Source records
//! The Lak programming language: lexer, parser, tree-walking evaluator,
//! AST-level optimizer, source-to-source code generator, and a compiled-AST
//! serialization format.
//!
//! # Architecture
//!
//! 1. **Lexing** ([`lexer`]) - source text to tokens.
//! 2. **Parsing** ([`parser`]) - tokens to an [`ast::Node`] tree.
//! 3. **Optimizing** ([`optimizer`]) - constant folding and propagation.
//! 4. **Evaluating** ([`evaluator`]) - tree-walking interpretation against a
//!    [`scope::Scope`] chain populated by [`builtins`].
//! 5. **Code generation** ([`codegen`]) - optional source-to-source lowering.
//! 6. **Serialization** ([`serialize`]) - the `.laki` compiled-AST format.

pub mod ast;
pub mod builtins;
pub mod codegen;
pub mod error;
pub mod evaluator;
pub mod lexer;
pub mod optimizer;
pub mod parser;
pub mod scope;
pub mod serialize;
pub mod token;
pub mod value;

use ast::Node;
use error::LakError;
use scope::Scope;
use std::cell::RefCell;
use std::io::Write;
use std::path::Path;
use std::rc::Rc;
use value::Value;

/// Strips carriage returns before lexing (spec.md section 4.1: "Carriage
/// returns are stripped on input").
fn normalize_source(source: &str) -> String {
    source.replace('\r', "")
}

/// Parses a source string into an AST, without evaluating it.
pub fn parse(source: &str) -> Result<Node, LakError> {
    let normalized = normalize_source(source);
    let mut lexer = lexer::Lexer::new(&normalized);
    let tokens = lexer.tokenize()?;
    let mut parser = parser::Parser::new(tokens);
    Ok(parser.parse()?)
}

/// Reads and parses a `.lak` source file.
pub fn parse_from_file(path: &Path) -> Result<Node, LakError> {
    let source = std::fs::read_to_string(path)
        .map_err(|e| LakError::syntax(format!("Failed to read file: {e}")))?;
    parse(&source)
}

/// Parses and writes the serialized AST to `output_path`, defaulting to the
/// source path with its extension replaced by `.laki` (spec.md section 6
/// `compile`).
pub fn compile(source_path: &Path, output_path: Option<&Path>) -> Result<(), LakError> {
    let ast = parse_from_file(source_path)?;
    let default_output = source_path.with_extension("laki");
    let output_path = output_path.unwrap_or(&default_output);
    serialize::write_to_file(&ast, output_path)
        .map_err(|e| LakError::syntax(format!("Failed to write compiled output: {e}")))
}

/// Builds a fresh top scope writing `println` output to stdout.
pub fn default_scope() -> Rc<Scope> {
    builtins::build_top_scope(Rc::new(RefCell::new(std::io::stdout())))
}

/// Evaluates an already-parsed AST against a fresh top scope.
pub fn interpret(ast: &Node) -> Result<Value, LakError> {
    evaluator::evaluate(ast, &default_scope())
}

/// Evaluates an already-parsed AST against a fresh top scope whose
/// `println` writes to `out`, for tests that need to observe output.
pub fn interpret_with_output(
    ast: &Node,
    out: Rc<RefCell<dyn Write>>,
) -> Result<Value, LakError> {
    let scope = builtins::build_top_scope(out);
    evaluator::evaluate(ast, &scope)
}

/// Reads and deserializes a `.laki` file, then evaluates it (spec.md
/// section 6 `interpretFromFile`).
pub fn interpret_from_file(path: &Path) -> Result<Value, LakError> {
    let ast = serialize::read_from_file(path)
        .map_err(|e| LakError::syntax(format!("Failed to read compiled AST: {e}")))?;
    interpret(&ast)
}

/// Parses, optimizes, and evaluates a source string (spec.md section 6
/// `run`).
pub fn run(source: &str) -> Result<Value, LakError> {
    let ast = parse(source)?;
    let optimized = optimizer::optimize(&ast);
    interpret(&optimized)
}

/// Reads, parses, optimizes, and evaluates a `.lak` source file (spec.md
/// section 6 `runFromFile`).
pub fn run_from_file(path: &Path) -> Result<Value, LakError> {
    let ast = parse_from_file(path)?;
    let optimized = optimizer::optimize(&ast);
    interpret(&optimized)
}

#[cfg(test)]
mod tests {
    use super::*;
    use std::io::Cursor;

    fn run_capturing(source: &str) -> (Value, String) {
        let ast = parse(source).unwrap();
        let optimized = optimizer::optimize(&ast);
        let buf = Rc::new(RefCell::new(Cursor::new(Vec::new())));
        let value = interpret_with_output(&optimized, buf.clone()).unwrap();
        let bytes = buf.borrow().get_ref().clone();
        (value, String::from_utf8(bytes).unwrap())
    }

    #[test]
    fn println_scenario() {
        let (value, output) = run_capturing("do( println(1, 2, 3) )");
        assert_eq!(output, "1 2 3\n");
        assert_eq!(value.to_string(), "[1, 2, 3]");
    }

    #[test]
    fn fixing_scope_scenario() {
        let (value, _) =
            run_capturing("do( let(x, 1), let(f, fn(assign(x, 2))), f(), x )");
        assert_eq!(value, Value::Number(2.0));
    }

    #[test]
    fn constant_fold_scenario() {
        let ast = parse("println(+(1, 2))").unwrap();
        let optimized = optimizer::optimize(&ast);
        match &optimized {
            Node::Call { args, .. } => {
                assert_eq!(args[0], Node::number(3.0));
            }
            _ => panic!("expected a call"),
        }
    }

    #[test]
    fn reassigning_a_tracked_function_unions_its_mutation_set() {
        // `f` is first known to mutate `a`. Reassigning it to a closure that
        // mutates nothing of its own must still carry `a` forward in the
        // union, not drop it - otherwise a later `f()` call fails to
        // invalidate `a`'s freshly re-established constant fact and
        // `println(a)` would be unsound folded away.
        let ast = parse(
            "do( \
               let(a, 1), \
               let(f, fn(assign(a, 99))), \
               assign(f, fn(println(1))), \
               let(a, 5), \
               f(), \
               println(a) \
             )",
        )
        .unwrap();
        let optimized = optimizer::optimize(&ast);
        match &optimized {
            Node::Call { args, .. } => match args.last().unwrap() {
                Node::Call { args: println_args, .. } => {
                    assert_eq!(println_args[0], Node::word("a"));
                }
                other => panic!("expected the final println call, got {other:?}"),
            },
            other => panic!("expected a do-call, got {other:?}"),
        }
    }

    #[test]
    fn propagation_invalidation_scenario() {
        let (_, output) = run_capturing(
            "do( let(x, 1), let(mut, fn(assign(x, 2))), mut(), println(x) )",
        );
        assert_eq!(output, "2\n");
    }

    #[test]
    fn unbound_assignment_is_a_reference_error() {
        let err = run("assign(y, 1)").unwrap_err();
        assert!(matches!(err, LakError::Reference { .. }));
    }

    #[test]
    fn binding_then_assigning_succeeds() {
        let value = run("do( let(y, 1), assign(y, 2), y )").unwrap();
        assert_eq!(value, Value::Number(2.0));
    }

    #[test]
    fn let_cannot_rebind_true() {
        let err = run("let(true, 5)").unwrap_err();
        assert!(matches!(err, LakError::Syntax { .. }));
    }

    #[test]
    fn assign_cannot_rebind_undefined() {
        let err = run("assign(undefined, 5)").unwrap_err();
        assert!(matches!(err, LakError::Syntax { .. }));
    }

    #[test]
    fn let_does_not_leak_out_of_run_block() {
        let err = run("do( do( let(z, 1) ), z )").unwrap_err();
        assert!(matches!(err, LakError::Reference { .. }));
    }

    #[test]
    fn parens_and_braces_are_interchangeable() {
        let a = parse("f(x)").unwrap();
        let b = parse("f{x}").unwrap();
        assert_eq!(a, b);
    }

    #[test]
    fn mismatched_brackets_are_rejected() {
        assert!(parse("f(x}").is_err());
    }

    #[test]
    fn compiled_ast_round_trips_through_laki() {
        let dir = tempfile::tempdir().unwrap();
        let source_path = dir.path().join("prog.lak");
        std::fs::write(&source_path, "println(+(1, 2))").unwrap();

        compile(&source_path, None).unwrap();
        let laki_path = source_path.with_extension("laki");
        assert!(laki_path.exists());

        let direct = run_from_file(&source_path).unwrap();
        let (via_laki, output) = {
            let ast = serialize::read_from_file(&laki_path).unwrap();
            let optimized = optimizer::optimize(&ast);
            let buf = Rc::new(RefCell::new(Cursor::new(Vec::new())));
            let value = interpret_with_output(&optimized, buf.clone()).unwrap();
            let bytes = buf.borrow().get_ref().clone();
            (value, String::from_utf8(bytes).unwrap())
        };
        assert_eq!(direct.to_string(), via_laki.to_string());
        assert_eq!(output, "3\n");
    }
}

* * *

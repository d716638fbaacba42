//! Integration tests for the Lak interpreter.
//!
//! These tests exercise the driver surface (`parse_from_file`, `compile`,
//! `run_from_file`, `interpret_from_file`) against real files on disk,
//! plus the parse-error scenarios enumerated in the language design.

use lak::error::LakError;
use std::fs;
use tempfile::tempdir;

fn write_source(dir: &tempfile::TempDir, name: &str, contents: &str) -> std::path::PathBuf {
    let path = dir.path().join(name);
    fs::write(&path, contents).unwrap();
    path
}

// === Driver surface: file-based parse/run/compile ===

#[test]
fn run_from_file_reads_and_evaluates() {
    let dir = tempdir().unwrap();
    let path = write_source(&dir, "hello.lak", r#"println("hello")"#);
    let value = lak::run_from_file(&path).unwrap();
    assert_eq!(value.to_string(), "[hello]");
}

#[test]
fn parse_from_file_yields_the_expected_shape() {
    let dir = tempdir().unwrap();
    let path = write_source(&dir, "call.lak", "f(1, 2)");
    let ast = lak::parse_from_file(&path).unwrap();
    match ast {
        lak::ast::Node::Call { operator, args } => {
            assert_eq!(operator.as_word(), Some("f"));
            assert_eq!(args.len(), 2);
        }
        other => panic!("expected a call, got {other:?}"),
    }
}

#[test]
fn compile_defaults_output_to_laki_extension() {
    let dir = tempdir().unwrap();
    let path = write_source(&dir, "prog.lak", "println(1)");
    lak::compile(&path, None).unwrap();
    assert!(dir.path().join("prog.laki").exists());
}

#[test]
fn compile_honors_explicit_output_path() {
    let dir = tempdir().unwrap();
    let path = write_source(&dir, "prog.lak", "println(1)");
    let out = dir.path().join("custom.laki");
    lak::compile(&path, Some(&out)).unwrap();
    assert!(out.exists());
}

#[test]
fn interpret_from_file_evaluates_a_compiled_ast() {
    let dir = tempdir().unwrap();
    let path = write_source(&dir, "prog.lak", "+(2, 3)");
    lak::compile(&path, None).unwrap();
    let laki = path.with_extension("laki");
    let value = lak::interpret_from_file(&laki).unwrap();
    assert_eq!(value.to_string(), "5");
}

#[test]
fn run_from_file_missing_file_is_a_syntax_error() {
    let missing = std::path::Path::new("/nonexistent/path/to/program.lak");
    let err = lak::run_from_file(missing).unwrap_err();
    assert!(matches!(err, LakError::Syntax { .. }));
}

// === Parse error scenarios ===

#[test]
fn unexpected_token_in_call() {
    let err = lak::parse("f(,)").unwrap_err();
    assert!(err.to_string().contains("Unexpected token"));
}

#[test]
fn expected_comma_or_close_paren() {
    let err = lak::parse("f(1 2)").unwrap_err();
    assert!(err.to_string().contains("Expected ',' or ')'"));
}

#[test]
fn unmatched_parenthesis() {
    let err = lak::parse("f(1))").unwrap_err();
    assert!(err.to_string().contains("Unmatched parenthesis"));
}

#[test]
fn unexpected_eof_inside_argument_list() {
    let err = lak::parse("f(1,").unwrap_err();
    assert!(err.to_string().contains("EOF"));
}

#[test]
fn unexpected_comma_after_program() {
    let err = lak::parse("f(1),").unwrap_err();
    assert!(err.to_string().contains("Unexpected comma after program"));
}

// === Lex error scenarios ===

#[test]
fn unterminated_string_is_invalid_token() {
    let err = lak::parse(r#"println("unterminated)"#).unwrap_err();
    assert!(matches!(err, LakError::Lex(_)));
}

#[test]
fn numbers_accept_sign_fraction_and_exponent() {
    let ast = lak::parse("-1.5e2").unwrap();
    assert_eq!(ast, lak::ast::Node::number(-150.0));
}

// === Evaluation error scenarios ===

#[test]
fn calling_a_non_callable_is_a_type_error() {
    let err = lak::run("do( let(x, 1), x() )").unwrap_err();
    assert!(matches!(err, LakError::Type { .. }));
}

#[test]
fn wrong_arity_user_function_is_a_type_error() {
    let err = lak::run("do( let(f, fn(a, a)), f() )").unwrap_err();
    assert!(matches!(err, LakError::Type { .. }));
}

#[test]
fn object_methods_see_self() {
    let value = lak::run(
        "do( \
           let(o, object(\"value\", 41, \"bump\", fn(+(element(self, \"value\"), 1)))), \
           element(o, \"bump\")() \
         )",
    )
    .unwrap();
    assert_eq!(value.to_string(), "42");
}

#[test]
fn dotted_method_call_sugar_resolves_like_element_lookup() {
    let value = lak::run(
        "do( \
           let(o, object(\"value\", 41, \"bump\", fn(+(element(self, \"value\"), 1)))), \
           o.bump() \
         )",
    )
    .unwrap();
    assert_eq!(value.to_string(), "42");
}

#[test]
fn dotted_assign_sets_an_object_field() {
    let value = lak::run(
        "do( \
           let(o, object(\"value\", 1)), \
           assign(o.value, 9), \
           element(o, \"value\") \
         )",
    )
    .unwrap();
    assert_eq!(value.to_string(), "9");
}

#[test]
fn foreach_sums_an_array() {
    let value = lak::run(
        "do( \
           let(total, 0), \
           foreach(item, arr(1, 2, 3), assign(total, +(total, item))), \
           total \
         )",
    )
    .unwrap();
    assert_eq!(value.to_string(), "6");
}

* * *

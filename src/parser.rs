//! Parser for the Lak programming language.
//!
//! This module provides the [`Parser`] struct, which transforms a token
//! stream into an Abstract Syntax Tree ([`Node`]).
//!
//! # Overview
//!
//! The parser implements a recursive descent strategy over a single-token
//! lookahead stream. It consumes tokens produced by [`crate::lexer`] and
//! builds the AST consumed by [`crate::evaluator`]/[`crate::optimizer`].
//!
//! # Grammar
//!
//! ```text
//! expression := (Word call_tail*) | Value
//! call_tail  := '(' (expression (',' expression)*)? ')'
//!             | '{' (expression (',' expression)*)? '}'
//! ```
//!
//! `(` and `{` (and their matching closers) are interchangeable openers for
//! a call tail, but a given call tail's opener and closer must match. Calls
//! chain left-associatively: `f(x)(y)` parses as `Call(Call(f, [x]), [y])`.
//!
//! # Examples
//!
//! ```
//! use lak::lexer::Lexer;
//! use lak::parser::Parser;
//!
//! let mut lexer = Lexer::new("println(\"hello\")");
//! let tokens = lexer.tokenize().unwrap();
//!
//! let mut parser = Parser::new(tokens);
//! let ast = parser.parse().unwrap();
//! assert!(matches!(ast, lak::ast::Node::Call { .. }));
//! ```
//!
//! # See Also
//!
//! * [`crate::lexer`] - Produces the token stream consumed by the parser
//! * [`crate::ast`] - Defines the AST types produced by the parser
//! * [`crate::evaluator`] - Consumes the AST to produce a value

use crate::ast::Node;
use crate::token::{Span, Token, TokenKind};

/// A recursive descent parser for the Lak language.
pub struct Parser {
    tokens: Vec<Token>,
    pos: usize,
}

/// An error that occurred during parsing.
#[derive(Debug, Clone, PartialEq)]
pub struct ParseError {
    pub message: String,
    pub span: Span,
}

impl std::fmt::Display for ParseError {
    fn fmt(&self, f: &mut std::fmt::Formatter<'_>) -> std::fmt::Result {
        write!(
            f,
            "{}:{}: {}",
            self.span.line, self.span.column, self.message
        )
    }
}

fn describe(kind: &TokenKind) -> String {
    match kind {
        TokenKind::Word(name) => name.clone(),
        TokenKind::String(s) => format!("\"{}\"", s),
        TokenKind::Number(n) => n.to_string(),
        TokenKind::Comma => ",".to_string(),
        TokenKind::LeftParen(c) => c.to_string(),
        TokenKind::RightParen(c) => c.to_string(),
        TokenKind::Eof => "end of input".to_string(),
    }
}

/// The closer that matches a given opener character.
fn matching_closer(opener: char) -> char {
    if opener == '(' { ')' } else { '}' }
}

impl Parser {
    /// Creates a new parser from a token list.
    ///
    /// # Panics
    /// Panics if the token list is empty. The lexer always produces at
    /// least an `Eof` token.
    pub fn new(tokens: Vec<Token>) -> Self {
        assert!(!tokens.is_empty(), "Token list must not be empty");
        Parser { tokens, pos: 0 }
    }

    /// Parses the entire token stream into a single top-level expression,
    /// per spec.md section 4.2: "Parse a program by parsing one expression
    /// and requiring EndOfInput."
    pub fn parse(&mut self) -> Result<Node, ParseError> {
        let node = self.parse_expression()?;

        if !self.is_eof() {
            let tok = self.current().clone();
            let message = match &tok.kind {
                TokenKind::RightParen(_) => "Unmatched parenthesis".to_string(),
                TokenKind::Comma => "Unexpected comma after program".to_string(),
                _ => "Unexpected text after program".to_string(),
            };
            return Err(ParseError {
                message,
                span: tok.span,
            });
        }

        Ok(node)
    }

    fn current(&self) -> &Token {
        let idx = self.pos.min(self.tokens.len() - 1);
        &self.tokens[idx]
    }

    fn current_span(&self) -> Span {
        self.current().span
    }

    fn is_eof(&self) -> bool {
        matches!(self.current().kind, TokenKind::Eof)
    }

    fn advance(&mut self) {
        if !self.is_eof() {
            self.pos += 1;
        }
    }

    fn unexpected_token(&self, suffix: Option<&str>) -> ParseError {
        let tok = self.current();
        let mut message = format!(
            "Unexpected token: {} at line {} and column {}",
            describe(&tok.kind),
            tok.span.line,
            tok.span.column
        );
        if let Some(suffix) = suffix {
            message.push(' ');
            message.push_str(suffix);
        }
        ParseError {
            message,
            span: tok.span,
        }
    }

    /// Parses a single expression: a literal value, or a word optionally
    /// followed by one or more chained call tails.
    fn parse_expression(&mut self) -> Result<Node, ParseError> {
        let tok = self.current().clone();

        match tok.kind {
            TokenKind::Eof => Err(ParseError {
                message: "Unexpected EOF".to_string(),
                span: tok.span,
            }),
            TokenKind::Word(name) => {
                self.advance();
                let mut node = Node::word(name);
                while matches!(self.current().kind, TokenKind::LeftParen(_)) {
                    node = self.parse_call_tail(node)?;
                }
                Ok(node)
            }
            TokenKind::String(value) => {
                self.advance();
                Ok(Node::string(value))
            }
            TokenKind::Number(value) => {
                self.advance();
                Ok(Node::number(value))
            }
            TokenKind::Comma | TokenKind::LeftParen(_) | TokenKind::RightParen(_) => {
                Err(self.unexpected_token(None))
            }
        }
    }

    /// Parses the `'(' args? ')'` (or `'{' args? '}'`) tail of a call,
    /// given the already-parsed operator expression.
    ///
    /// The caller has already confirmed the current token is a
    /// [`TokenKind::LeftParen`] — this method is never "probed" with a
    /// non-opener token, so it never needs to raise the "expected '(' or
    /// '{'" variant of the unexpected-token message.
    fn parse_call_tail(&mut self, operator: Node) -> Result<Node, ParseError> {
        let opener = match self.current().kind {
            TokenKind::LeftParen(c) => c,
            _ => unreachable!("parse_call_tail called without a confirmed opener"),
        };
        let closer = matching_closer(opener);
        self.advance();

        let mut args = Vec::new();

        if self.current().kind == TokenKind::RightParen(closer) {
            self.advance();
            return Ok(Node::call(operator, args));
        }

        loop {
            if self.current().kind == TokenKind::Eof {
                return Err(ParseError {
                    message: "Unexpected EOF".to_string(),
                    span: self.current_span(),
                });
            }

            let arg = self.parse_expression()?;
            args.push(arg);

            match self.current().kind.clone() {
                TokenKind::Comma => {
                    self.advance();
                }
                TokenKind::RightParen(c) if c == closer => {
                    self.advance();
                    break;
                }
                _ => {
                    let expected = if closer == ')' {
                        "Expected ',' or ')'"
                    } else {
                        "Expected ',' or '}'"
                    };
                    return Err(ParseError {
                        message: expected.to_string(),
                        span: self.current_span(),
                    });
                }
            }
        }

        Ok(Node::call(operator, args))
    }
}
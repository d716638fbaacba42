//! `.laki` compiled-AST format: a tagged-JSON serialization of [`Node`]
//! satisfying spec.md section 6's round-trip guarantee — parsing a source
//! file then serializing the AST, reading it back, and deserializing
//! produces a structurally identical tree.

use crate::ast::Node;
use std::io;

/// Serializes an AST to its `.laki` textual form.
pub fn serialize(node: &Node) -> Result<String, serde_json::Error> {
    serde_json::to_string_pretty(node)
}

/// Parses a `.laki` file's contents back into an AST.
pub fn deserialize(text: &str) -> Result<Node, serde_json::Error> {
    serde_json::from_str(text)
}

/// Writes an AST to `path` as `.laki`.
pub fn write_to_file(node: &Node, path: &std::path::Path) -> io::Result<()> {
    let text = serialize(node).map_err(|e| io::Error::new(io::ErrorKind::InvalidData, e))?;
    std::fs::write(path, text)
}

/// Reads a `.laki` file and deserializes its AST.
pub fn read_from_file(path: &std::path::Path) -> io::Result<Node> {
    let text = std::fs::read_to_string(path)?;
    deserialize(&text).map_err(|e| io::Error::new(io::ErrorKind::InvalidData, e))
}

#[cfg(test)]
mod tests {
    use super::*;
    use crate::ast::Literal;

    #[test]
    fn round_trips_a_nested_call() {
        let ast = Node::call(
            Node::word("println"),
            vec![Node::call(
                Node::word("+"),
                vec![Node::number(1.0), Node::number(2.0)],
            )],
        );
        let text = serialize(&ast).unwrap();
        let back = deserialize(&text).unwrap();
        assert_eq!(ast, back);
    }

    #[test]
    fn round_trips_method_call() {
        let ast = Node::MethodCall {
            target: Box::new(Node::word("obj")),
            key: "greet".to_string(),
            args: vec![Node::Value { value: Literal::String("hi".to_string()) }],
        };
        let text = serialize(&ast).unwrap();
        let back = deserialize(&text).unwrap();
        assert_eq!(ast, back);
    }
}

*Your goal*: Go through the records above, find each line with the string "already", and copy it.

*Final answer*:
/// Evaluates an already-parsed AST against a fresh top scope.
/// Evaluates an already-parsed AST against a fresh top scope whose
    /// given the already-parsed operator expression.
    /// The caller has already confirmed the current token is a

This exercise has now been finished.